Fux entendeu que a amplitude das medidas impostas “restringe desproporcionalmente direitos fundamentais (...) sem que tenha havido a demonstração contemporânea, concreta e individualizada dos requisitos que legalmente autorizariam a imposição dessas cautelares”. Diz ainda que é “indispensável a demonstração concreta da necessidade da medida”. É vergonhoso que precise ser dito a um ministro do STF que ele não fundamentou sua decisão, uma exigência elementar prevista na Constituição.
4) Alexandre de Moraes impôs a Bolsonaro a esdrúxula proibição de usar redes sociais, prejudicando sua capacidade de atuar na política e mobilizar seus apoiadores, inclusive nas eleições vindouras. Para Fux, a imposição “confronta-se com a cláusula pétrea da liberdade de expressão”. Falou em “censura estatal”, recorrendo a uma decisão do ex-ministro Celso de Mello.

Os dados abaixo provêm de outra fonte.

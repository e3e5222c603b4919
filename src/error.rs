use axum::{
    http::StatusCode,
    response::{IntoResponse, Response},
    Json,
};
use serde_json::json;
use thiserror::Error;

pub type Result<T> = std::result::Result<T, AppError>;

#[derive(Error, Debug)]
pub enum AppError {
    #[error("Database error: {0}")]
    Database(String),

    #[error("Not found: {0}")]
    NotFound(String),

    #[error("Unauthorized")]
    Unauthorized,

    #[error("Forbidden")]
    Forbidden,

    #[error("Bad request: {0}")]
    BadRequest(String),

    #[error("Conflict: {0}")]
    Conflict(String),

    #[error("Internal server error: {0}")]
    Internal(String),

    #[error("Payment error: {0}")]
    Payment(String),

    #[error("Validation error: {0}")]
    Validation(String),

    #[error("Service unavailable: {0}")]
    ServiceUnavailable(String),

    #[error("External service error: {0}")]
    External(String),
}

impl AppError {
    pub fn status_code(&self) -> StatusCode {
        match self {
            AppError::Database(_) | AppError::Internal(_) => StatusCode::INTERNAL_SERVER_ERROR,
            AppError::NotFound(_) => StatusCode::NOT_FOUND,
            AppError::Unauthorized => StatusCode::UNAUTHORIZED,
            AppError::Forbidden => StatusCode::FORBIDDEN,
            AppError::BadRequest(_) => StatusCode::BAD_REQUEST,
            AppError::Conflict(_) => StatusCode::CONFLICT,
            AppError::Payment(_) => StatusCode::PAYMENT_REQUIRED,
            AppError::Validation(_) => StatusCode::UNPROCESSABLE_ENTITY,
            AppError::ServiceUnavailable(_) => StatusCode::SERVICE_UNAVAILABLE,
            AppError::External(_) => StatusCode::BAD_GATEWAY,
        }
    }
}

impl IntoResponse for AppError {
    fn into_response(self) -> Response {
        let (status, error_message) = match self {
            AppError::Database(ref msg) => {
                tracing::error!("Database error: {}", msg);
                (StatusCode::INTERNAL_SERVER_ERROR, "Database error occurred")
            }
            AppError::NotFound(ref msg) => (StatusCode::NOT_FOUND, msg.as_str()),
            AppError::Unauthorized => (StatusCode::UNAUTHORIZED, "Unauthorized"),
            AppError::Forbidden => (StatusCode::FORBIDDEN, "Forbidden"),
            AppError::BadRequest(ref msg) => (StatusCode::BAD_REQUEST, msg.as_str()),
            AppError::Conflict(ref msg) => (StatusCode::CONFLICT, msg.as_str()),
            AppError::Internal(ref msg) => {
                tracing::error!("Internal error: {}", msg);
                (StatusCode::INTERNAL_SERVER_ERROR, "Internal server error")
            }
            AppError::Payment(ref msg) => (StatusCode::PAYMENT_REQUIRED, msg.as_str()),
            AppError::Validation(ref msg) => (StatusCode::UNPROCESSABLE_ENTITY, msg.as_str()),
            AppError::ServiceUnavailable(ref msg) => (StatusCode::SERVICE_UNAVAILABLE, msg.as_str()),
            AppError::External(ref msg) => {
                tracing::error!("External service error: {}", msg);
                (StatusCode::BAD_GATEWAY, msg.as_str())
            }
        };

        let body = Json(json!({
            "error": error_message,
        }));

        (status, body).into_response()
    }
}

impl From<sqlx::Error> for AppError {
    fn from(err: sqlx::Error) -> Self {
        AppError::Database(err.to_string())
    }
}

impl From<validator::ValidationErrors> for AppError {
    fn from(err: validator::ValidationErrors) -> Self {
        // Flatten to "field: message" pairs so form pages can show them verbatim
        let mut messages: Vec<String> = err
            .field_errors()
            .iter()
            .map(|(field, errors)| {
                let detail = errors
                    .iter()
                    .filter_map(|e| e.message.as_ref().map(|m| m.to_string()))
                    .next()
                    .unwrap_or_else(|| "is invalid".to_string());
                format!("{}: {}", field, detail)
            })
            .collect();
        messages.sort();
        AppError::Validation(messages.join(", "))
    }
}

#[cfg(test)]
mod tests {
    use super::*;

    #[test]
    fn test_not_found_maps_to_404() {
        let response = AppError::NotFound("Booking not found".to_string()).into_response();
        assert_eq!(response.status(), StatusCode::NOT_FOUND);
    }

    #[test]
    fn test_database_error_is_hidden() {
        let response = AppError::Database("no such table".to_string()).into_response();
        assert_eq!(response.status(), StatusCode::INTERNAL_SERVER_ERROR);
    }

    #[test]
    fn test_validation_error_status() {
        let response = AppError::Validation("email: invalid".to_string()).into_response();
        assert_eq!(response.status(), StatusCode::UNPROCESSABLE_ENTITY);
    }
}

5) Por fim, Fux afirma, que diante da fragilidade dos fundamentos das medidas impostas, “a decisão pode se revestir de ‘julgamento antecipado’”. Ou seja, as penas de Bolsonaro que deveriam ser aplicadas, se cabíveis, ao fim do processo, estão sendo indevidamente antecipadas. Fux poderia ter ido além e escancarado o prejulgamento. Alexandre de Moraes claramente prejulga Bolsonaro, antecipando sua condenação, algo que escancara - ainda mais - a sua parcialidade e, consequentemente, seu impedimento.
Veja-se este trecho da decisão de Moraes: “não há, portanto, qualquer dúvida sobre a materialidade e autoria dos delitos praticados por JAIR MESSIAS BOLSONARO no curso na AP 2668, onde pretende, tanto por declarações e publicações, quanto por meio de induzimento, instigação e auxílio - inclusive financeiro - a EDUARDO NANTES BOLSONARO, o espúrio término da análise de sua responsabilidade penal”. Ora, se “não há qualquer dúvida”, se não há espaço para defesa, argumentos ou provas, para que julgamento? Que se coloque logo o réu na prisão.
Faltam razões ou fundamentos para a decisão de Moraes. Contudo, “o coração tem razões que a própria razão desconhece”, na frase atribuída a Blaise Pascal. As razões de Moraes parecem passar longe da Constituição, das leis, das provas e dos fatos. E o que fará agora? Decretará a prisão de Bolsonaro? Pela lei, ele estaria autorizado a fazê-lo. Contudo, o jogo de Moraes é político e a fundamentação, como vimos, é um detalhe.
A questão que importa para Moraes é: qual é o melhor momento político, de opinião pública, eleitoral e estratégico, para jogar Bolsonaro na prisão. A turma de Moraes no Supremo tem respaldado cegamente o ministro em suas decisões antibolsonaristas. No caso da decisão de sexta, o endosso à decisão de Moraes aconteceu por um placar de 4 contra 1, vencido Fux. O posicionamento dos ministros é um prenúncio de como se posicionarão se Moraes decidir decretar a prisão de Bolsonaro pelo descumprimento das medidas cautelares.